//! Scalar value records shared by every record kind.

use chrono::{DateTime, Utc};
use serde::{Deserialize, Serialize};

/// Point in time carried by loan package records.
pub type Timestamp = DateTime<Utc>;

/// A UUID carried as its string literal.
#[derive(Debug, Clone, Default, PartialEq, Eq, Hash, Serialize, Deserialize)]
pub struct Identifier {
    /// The UUID literal.
    pub value: String,
}

impl Identifier {
    /// Wraps a UUID literal.
    #[must_use]
    pub fn new(value: impl Into<String>) -> Self {
        Self {
            value: value.into(),
        }
    }

    /// Generates a random identifier.
    #[must_use]
    pub fn random() -> Self {
        Self::new(uuid::Uuid::new_v4().to_string())
    }
}

impl std::fmt::Display for Identifier {
    fn fmt(&self, f: &mut std::fmt::Formatter<'_>) -> std::fmt::Result {
        f.write_str(&self.value)
    }
}

/// A content checksum and the algorithm that produced it.
#[derive(Debug, Clone, Default, PartialEq, Eq, Hash, Serialize, Deserialize)]
#[serde(default)]
pub struct Checksum {
    /// The checksum text.
    pub checksum: String,
    /// Algorithm name, e.g. `SHA-512`.
    pub algorithm: String,
}

impl Checksum {
    /// Creates a checksum record.
    #[must_use]
    pub fn new(checksum: impl Into<String>, algorithm: impl Into<String>) -> Self {
        Self {
            checksum: checksum.into(),
            algorithm: algorithm.into(),
        }
    }
}

/// A calendar date in ISO-8601 text form.
#[derive(Debug, Clone, Default, PartialEq, Eq, Hash, Serialize, Deserialize)]
pub struct Date {
    /// The date text.
    pub value: String,
}

impl Date {
    /// Wraps a date string.
    #[must_use]
    pub fn new(value: impl Into<String>) -> Self {
        Self {
            value: value.into(),
        }
    }
}

/// A monetary amount in decimal text form.
#[derive(Debug, Clone, Default, PartialEq, Eq, Hash, Serialize, Deserialize)]
#[serde(default)]
pub struct Money {
    /// Decimal amount, e.g. `"1250.00"`.
    pub amount: String,
    /// ISO-4217 currency code.
    pub currency: String,
}

impl Money {
    /// Creates a money record.
    #[must_use]
    pub fn new(amount: impl Into<String>, currency: impl Into<String>) -> Self {
        Self {
            amount: amount.into(),
            currency: currency.into(),
        }
    }
}

/// A postal address.
#[derive(Debug, Clone, Default, PartialEq, Eq, Hash, Serialize, Deserialize)]
#[serde(default, rename_all = "camelCase")]
pub struct Address {
    /// Street lines.
    pub street: Vec<String>,
    /// City.
    pub city: String,
    /// State or province.
    pub state: String,
    /// Postal code.
    pub zip: String,
    /// Country.
    pub country: String,
}

/// A named status with the time it took effect.
#[derive(Debug, Clone, Default, PartialEq, Eq, Hash, Serialize, Deserialize)]
#[serde(default, rename_all = "camelCase")]
pub struct Status {
    /// Status name.
    pub status: String,
    /// When the status took effect.
    pub effective_time: Option<Timestamp>,
}

impl Status {
    /// Creates a status without an effective time.
    #[must_use]
    pub fn new(status: impl Into<String>) -> Self {
        Self {
            status: status.into(),
            effective_time: None,
        }
    }
}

::::::::

**EXERCISE GOAL:** Your job is to return all lines above that hold the word "Creates".

**OUTPUT FOR THIS TASK:**
    /// Creates a checksum record.
    /// Creates a money record.
    /// Creates a status without an effective time.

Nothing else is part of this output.